Op 12 februari 2007 is aan het kantoor van Glaser een verstekvonnis betekend in een door de architect [persoon 2] tegen [appellant] en [persoon 1] geëntameerde procedure (hierna: de [architectprocedure] ), eveneens met betrekking tot [vakantiepark in Oostenrijk] . Glaser heeft hierover met [geïntimeerde 1] contact opgenomen, heeft daarop het verstek gezuiverd en heeft zich namens [appellant] in de [architectprocedure] gesteld. Op 21 november 2007 heeft [geïntimeerde 1] aan Glaser geschreven dat deze zijn activiteiten als advocaat van [appellant] in Oostenrijk kon beëindigen, vanwege een door [persoon 1] en [appellant] gesloten overeenkomst, onder meer inhoudende dat de heer [persoon 1] een leidende rol zou spelen met betrekking tot - onder andere - de [architectprocedure] . Glaser heeft [geïntimeerde 1] en [appellant] er vervolgens meer dan eens schriftelijk op gewezen dat [appellant] in de [architectprocedure] niet vertegenwoordigd werd, hetgeen ook [geïntimeerde 1] bij gelegenheid van het doorsturen van de brieven van Glaser aan [appellant] in het Nederlands heeft herhaald.

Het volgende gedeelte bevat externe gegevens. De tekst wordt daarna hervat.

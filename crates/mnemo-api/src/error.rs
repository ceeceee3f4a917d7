//! API error type and [`axum::response::IntoResponse`] implementation.

use std::error::Error as StdError;

use axum::{
  Json,
  http::StatusCode,
  response::{IntoResponse, Response},
};
use serde_json::json;
use thiserror::Error;
use tracing::warn;

/// An error returned by an API handler.
#[derive(Debug, Error)]
pub enum ApiError {
  #[error("not found: {0}")]
  NotFound(String),

  #[error("bad request: {0}")]
  BadRequest(String),

  /// The card state changed between read and write.
  #[error("conflict: {0}")]
  Conflict(String),

  /// `If-Match` named a version that is no longer current.
  #[error("precondition failed: {0}")]
  PreconditionFailed(String),

  #[error("store error: {0}")]
  Store(#[source] Box<dyn StdError + Send + Sync>),
}

impl ApiError {
  /// Wrap a backend error. Domain errors anywhere in its source chain keep
  /// their HTTP meaning; everything else is a 500.
  pub fn store<E>(err: E) -> Self
  where
    E: StdError + Send + Sync + 'static,
  {
    let mut source: Option<&(dyn StdError + 'static)> = Some(&err);
    let mut classified = None;
    while let Some(e) = source {
      if let Some(core) = e.downcast_ref::<mnemo_core::Error>() {
        classified = Some(classify(core));
        break;
      }
      source = e.source();
    }
    classified.unwrap_or_else(|| ApiError::Store(Box::new(err)))
  }
}

fn classify(err: &mnemo_core::Error) -> ApiError {
  use mnemo_core::Error as E;
  let message = err.to_string();
  match err {
    E::InvalidRating { .. } | E::InvalidParameters(_) => {
      ApiError::BadRequest(message)
    }
    E::CardNotFound { .. } | E::FlashcardNotFound(_) => {
      ApiError::NotFound(message)
    }
    E::VersionConflict { .. } | E::AlreadyMigrated(_) => {
      ApiError::Conflict(message)
    }
  }
}

impl From<mnemo_core::Error> for ApiError {
  fn from(err: mnemo_core::Error) -> Self { ApiError::store(err) }
}

impl IntoResponse for ApiError {
  fn into_response(self) -> Response {
    let (status, message) = match &self {
      ApiError::NotFound(m) => (StatusCode::NOT_FOUND, m.clone()),
      ApiError::BadRequest(m) => (StatusCode::BAD_REQUEST, m.clone()),
      ApiError::Conflict(m) => {
        warn!(reason = %m, "rejected conflicting write");
        (StatusCode::CONFLICT, m.clone())
      }
      ApiError::PreconditionFailed(m) => {
        (StatusCode::PRECONDITION_FAILED, m.clone())
      }
      ApiError::Store(e) => (StatusCode::INTERNAL_SERVER_ERROR, e.to_string()),
    };
    (status, Json(json!({ "error": message }))).into_response()
  }
}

Bij brief van 23 december 2008 heeft [geïntimeerde 1] - na overleg met [appellant] - Glaser alsnog gevraagd om [appellant] in de [architectprocedure] te vertegenwoordigen, door aanwezig te zijn bij een zitting op 7 januari 2009. Glaser heeft bij fax van 5 januari 2009 geantwoord dit niet te zullen doen en heeft [appellant] - met c.c. aan Mair - in overweging gegeven om zich (net als [persoon 1] ) bij die gelegenheid door Mair te laten vertegenwoordigen.

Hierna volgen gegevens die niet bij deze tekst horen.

//! FSRS formulas: the forgetting curve and the difficulty/stability updates.
//!
//! Every function is pure. Weights are passed in explicitly so several
//! parameter sets can coexist.

use crate::rating::Rating;

/// Forgetting-curve exponent.
pub const DECAY: f64 = -0.5;
/// Chosen so that `R(t = S) = 0.9`: `0.9^(1/DECAY) - 1`.
pub const FACTOR: f64 = 19.0 / 81.0;

pub const MIN_STABILITY: f64 = 0.01;
pub const MAX_STABILITY: f64 = 36500.0;
pub const MIN_DIFFICULTY: f64 = 1.0;
pub const MAX_DIFFICULTY: f64 = 10.0;

/// Number of weights in an FSRS-5 parameter vector.
pub const WEIGHT_COUNT: usize = 19;

/// The published FSRS-5 default weights.
pub const DEFAULT_WEIGHTS: [f64; WEIGHT_COUNT] = [
  0.40255, 1.18385, 3.173, 15.69105, 7.1949, 0.5345, 1.4604, 0.0046, 1.54575,
  0.1192, 1.01925, 1.9395, 0.11, 0.29605, 2.2698, 0.2315, 2.9898, 0.51655,
  0.6621,
];

type Weights = [f64; WEIGHT_COUNT];

fn clamp_stability(s: f64) -> f64 { s.clamp(MIN_STABILITY, MAX_STABILITY) }

fn clamp_difficulty(d: f64) -> f64 { d.clamp(MIN_DIFFICULTY, MAX_DIFFICULTY) }

/// Probability of recall after `elapsed_days` for a memory of `stability`.
pub fn forgetting_curve(elapsed_days: f64, stability: f64) -> f64 {
  if stability <= 0.0 {
    return 0.0;
  }
  (1.0 + FACTOR * elapsed_days.max(0.0) / stability)
    .powf(DECAY)
    .clamp(0.0, 1.0)
}

/// Multiplier turning stability into an interval for `request_retention`.
pub fn interval_modifier(request_retention: f64) -> f64 {
  (request_retention.powf(1.0 / DECAY) - 1.0) / FACTOR
}

/// `S0(G) = w[G-1]`.
pub fn initial_stability(w: &Weights, rating: Rating) -> f64 {
  w[usize::from(rating.value()) - 1].max(0.1)
}

/// `D0(G) = w4 - e^(w5 * (G - 1)) + 1`.
pub fn initial_difficulty(w: &Weights, rating: Rating) -> f64 {
  clamp_difficulty(w[4] - (w[5] * (rating.as_f64() - 1.0)).exp() + 1.0)
}

/// Linear damping of the difficulty delta towards the ceiling, followed by
/// mean reversion to `D0(Easy)`.
pub fn next_difficulty(w: &Weights, difficulty: f64, rating: Rating) -> f64 {
  let delta = -w[6] * (rating.as_f64() - 3.0);
  let damped = difficulty + delta * (MAX_DIFFICULTY - difficulty) / 9.0;
  let target = initial_difficulty(w, Rating::Easy);
  clamp_difficulty(w[7] * target + (1.0 - w[7]) * damped)
}

/// Stability after a successful recall (Hard, Good or Easy).
pub fn next_recall_stability(
  w: &Weights,
  difficulty: f64,
  stability: f64,
  retrievability: f64,
  rating: Rating,
) -> f64 {
  let s = stability.max(MIN_STABILITY);
  let hard_penalty = if rating == Rating::Hard { w[15] } else { 1.0 };
  let easy_bonus = if rating == Rating::Easy { w[16] } else { 1.0 };
  let growth = w[8].exp()
    * (11.0 - difficulty)
    * s.powf(-w[9])
    * ((w[10] * (1.0 - retrievability)).exp() - 1.0)
    * hard_penalty
    * easy_bonus;
  clamp_stability(s * (1.0 + growth))
}

/// Stability after a lapse (Again).
pub fn next_forget_stability(
  w: &Weights,
  difficulty: f64,
  stability: f64,
  retrievability: f64,
) -> f64 {
  let s = stability.max(0.0);
  clamp_stability(
    w[11]
      * difficulty.max(MIN_DIFFICULTY).powf(-w[12])
      * ((s + 1.0).powf(w[13]) - 1.0)
      * (w[14] * (1.0 - retrievability)).exp(),
  )
}

/// Stability after a same-session (short-term) review. Good and Easy never
/// shrink stability.
pub fn next_short_term_stability(
  w: &Weights,
  stability: f64,
  rating: Rating,
) -> f64 {
  let mut increase = (w[17] * (rating.as_f64() - 3.0 + w[18])).exp();
  if rating >= Rating::Good {
    increase = increase.max(1.0);
  }
  clamp_stability(stability.max(MIN_STABILITY) * increase)
}

/// Upper bound on post-lapse stability when short-term scheduling is on.
pub fn short_term_forget_ceiling(w: &Weights, stability: f64) -> f64 {
  stability / (w[17] * w[18]).exp()
}

// ─── Fuzz ────────────────────────────────────────────────────────────────────

/// `(start, end, factor)`: intervals in `[start, end)` days widen the fuzz
/// window by `factor` per day.
const FUZZ_RANGES: [(f64, f64, f64); 3] =
  [(2.5, 7.0, 0.15), (7.0, 20.0, 0.1), (20.0, f64::INFINITY, 0.05)];

/// Intervals shorter than this are never fuzzed.
pub const FUZZ_THRESHOLD_DAYS: f64 = 2.5;

/// The inclusive window a fuzzed `interval` may be drawn from.
///
/// The window never undercuts the time already elapsed since the last review
/// and never exceeds `maximum_interval`.
pub fn fuzz_range(
  interval: f64,
  elapsed_days: u32,
  maximum_interval: u32,
) -> (u32, u32) {
  let delta = FUZZ_RANGES.iter().fold(1.0, |acc, (start, end, factor)| {
    acc + factor * (interval.min(*end) - start).max(0.0)
  });

  let interval = interval.min(f64::from(maximum_interval));
  let mut min_ivl = ((interval - delta).round() as u32).max(2);
  let max_ivl = ((interval + delta).round() as u32).min(maximum_interval);
  if interval > f64::from(elapsed_days) {
    min_ivl = min_ivl.max(elapsed_days + 1);
  }
  (min_ivl.min(max_ivl), max_ivl)
}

Bij tussenvonnis van 17 april 2009 (het Tussenvonnis) heeft het Landesgericht Salzburg geoordeeld dat [appellant] en [persoon 1] aansprakelijk zijn voor de door [persoon 2] geleden schade. Glaser heeft het Tussenvonnis bij brief van 30 april 2009 aan [appellant] en [geïntimeerde 1] doorgestuurd en heeft daarbij geattendeerd op de beroepstermijn van vier weken vanaf 30 april, derhalve tot 28 mei 2009. Ook heeft Glaser in deze brief zijn eerdere mededeling, dat [appellant] in de procedure niet door een Oostenrijkse advocaat vertegenwoordigd werd, herhaald.

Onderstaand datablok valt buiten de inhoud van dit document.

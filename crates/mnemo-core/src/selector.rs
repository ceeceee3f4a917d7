//! Algorithm selection: routes a review to whichever scheduler owns the card,
//! and hosts the card-level operations that are not reviews (preview,
//! migration, reset, suspension).
//!
//! Every operation takes the current [`CardState`] by reference and returns a
//! new value. Inputs are validated before anything is computed, so a rejected
//! review leaves the caller's state exactly as it was.

use chrono::{DateTime, Duration, Utc};
use serde::{Deserialize, Serialize};
use tracing::info;

use crate::{
  Error, Result,
  card::{
    Algorithm, CardState, CardStatus, FsrsMemory, FsrsState, MemoryModel,
    Sm2Memory, due_after,
  },
  fsrs::{Fsrs, FsrsCard, FsrsParameters},
  ledger::ReviewEntry,
  rating::{Quality, Rating},
  sm2,
};

/// FSRS review cards above both thresholds are displayed as mastered.
const MASTERED_STABILITY: f64 = 30.0;
const MASTERED_SCHEDULED_DAYS: u32 = 21;

// ─── Input / output types ────────────────────────────────────────────────────

/// One rating event as submitted by a client.
#[derive(Debug, Clone, PartialEq, Serialize, Deserialize)]
pub struct ReviewInput {
  /// An FSRS button (`1..=4`), or an SM-2 quality (`0..=5`) when `legacy` is
  /// set. Kept as a raw number so non-integers can be rejected explicitly.
  pub rating:           f64,
  #[serde(default)]
  pub response_time_ms: Option<u32>,
  /// The rating is on the legacy 0–5 quality scale.
  #[serde(default)]
  pub legacy:           bool,
}

impl ReviewInput {
  pub fn new(rating: Rating) -> Self {
    Self {
      rating:           rating.as_f64(),
      response_time_ms: None,
      legacy:           false,
    }
  }

  pub fn legacy(quality: u8) -> Self {
    Self {
      rating:           f64::from(quality),
      response_time_ms: None,
      legacy:           true,
    }
  }

  pub fn with_response_time(mut self, ms: u32) -> Self {
    self.response_time_ms = Some(ms);
    self
  }
}

/// What would happen if the card were rated one particular way.
#[derive(Debug, Clone, PartialEq, Serialize, Deserialize)]
pub struct PreviewOutcome {
  pub scheduled_days: u32,
  pub due:            DateTime<Utc>,
  pub state:          CardStatus,
}

/// The outcome of each of the four buttons.
#[derive(Debug, Clone, PartialEq, Serialize, Deserialize)]
pub struct Preview {
  pub algorithm: Algorithm,
  pub again:     PreviewOutcome,
  pub hard:      PreviewOutcome,
  pub good:      PreviewOutcome,
  pub easy:      PreviewOutcome,
}

// ─── Scheduler ───────────────────────────────────────────────────────────────

/// Dispatches reviews between SM-2 and FSRS. Shares one immutable FSRS
/// parameter set across every card it handles.
#[derive(Debug, Clone, Default)]
pub struct Scheduler {
  fsrs: Fsrs,
}

impl Scheduler {
  pub fn new(params: FsrsParameters) -> Result<Self> {
    Ok(Self {
      fsrs: Fsrs::new(params)?,
    })
  }

  pub fn fsrs(&self) -> &Fsrs { &self.fsrs }

  /// Apply one review to `card`. Returns the complete new state, including
  /// its appended ledger entry, or an error with nothing computed.
  pub fn process_review(
    &self,
    card: &CardState,
    input: &ReviewInput,
    now: DateTime<Utc>,
  ) -> Result<CardState> {
    let next = match &card.memory {
      MemoryModel::Sm2(memory) => {
        let quality = if input.legacy {
          Quality::from_raw(input.rating)?
        } else {
          Rating::from_raw(input.rating)?.to_quality()
        };
        sm2::review(card, memory, quality, input.response_time_ms, now)
      }
      MemoryModel::Fsrs(memory) => {
        let rating = if input.legacy {
          Rating::from_quality(Quality::from_raw(input.rating)?)
        } else {
          Rating::from_raw(input.rating)?
        };
        self.review_fsrs(card, memory, rating, input.response_time_ms, now)
      }
    };
    Ok(next)
  }

  fn review_fsrs(
    &self,
    card: &CardState,
    memory: &FsrsMemory,
    rating: Rating,
    response_time_ms: Option<u32>,
    now: DateTime<Utc>,
  ) -> CardState {
    let after = self.fsrs.next(&FsrsCard::from_state(card, memory), now, rating);

    let mut next = card.clone();
    next.memory = MemoryModel::Fsrs(after.memory());
    next.lapses = after.lapses;
    next.next_review_date = after.due;
    next.state = display_state(&after);

    next.record(ReviewEntry {
      timestamp: now,
      rating: rating.value(),
      response_time_ms,
      interval_before: memory.scheduled_days,
      interval_after: after.scheduled_days,
      algorithm: Algorithm::Fsrs,
      correct: rating.is_correct(),
    });
    next
  }

  /// The outcome of every button at `now`. Never mutates `card`.
  pub fn preview(&self, card: &CardState, now: DateTime<Utc>) -> Preview {
    let outcome = |rating: Rating| match &card.memory {
      MemoryModel::Sm2(memory) => {
        let out = sm2::schedule(memory, card.state, rating.to_quality());
        PreviewOutcome {
          scheduled_days: out.memory.interval,
          due:            due_after(
            now,
            Duration::days(i64::from(out.memory.interval)),
          ),
          state:          out.status,
        }
      }
      MemoryModel::Fsrs(memory) => {
        let after =
          self
            .fsrs
            .next(&FsrsCard::from_state(card, memory), now, rating);
        PreviewOutcome {
          scheduled_days: after.scheduled_days,
          due:            after.due,
          state:          display_state(&after),
        }
      }
    };

    Preview {
      algorithm: card.algorithm(),
      again:     outcome(Rating::Again),
      hard:      outcome(Rating::Hard),
      good:      outcome(Rating::Good),
      easy:      outcome(Rating::Easy),
    }
  }

  /// Modelled probability of recall at `now`. SM-2 has no forgetting curve,
  /// so SM-2 cards report `0`.
  pub fn retrievability(&self, card: &CardState, now: DateTime<Utc>) -> f64 {
    match &card.memory {
      MemoryModel::Fsrs(memory) => self
        .fsrs
        .retrievability(&FsrsCard::from_state(card, memory), now),
      MemoryModel::Sm2(_) => 0.0,
    }
  }
}

fn display_state(card: &FsrsCard) -> CardStatus {
  if card.state == FsrsState::Review
    && card.stability > MASTERED_STABILITY
    && card.scheduled_days > MASTERED_SCHEDULED_DAYS
  {
    CardStatus::Mastered
  } else {
    card.state.into()
  }
}

// ─── Card-level operations ───────────────────────────────────────────────────

/// Convert an SM-2 card to FSRS, or fail with [`Error::AlreadyMigrated`].
///
/// The conversion is a heuristic bridge rather than a fitted model: the SM-2
/// interval is reused as the stability estimate and the easiness factor is
/// remapped linearly onto difficulty (EF 1.3 → 10, EF 2.5 → 1).
pub fn try_migrate(card: &CardState) -> Result<CardState> {
  let MemoryModel::Sm2(sm2) = &card.memory else {
    return Err(Error::AlreadyMigrated(card.flashcard_id));
  };

  let span = Sm2Memory::INITIAL_EASINESS - Sm2Memory::MIN_EASINESS;
  let difficulty = (10.0
    - (sm2.easiness_factor - Sm2Memory::MIN_EASINESS) / span * 9.0)
    .round()
    .clamp(1.0, 10.0);
  let memory = FsrsMemory {
    stability: f64::from(sm2.interval),
    difficulty,
    elapsed_days: 0,
    scheduled_days: sm2.interval,
    learning_steps: 0,
    state: card.state.into(),
  };

  info!(
    user_id = %card.user_id,
    flashcard_id = %card.flashcard_id,
    easiness = sm2.easiness_factor,
    difficulty,
    stability = memory.stability,
    "migrated card from sm2 to fsrs"
  );

  let mut next = card.clone();
  next.memory = MemoryModel::Fsrs(memory);
  Ok(next)
}

/// Like [`try_migrate`], but an FSRS card comes back unchanged.
pub fn migrate(card: &CardState) -> CardState {
  try_migrate(card).unwrap_or_else(|_| card.clone())
}

/// Start the card over under its current algorithm. Counters, lapses and the
/// ledger are history and survive the reset.
pub fn reset(card: &CardState, now: DateTime<Utc>) -> CardState {
  let mut next = card.clone();
  next.memory = match card.memory {
    MemoryModel::Sm2(_) => MemoryModel::Sm2(Sm2Memory::default()),
    MemoryModel::Fsrs(_) => MemoryModel::Fsrs(FsrsMemory::default()),
  };
  next.state = CardStatus::New;
  next.next_review_date = now;
  next
}

pub fn suspend(card: &CardState, suspended: bool) -> CardState {
  let mut next = card.clone();
  next.is_suspended = suspended;
  next
}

Mair heeft namens [persoon 1] tegen het Tussenvonnis hoger beroep aangetekend.
Het Tussenvonnis is in hoger beroep ten aanzien van [persoon 1] vernietigd; ten aanzien van [appellant] is het in stand gebleven. [appellant] heeft, toen hem eenmaal duidelijk was geworden dat de vernietiging ten opzichte van [persoon 1] meebracht dat hij niet langer tezamen met [persoon 1] , maar alleen gehouden was om de schade van [persoon 2] te vergoeden, [geïntimeerden] voor zijn schade aansprakelijk gesteld. [geïntimeerden] heeft aansprakelijkheid betwist.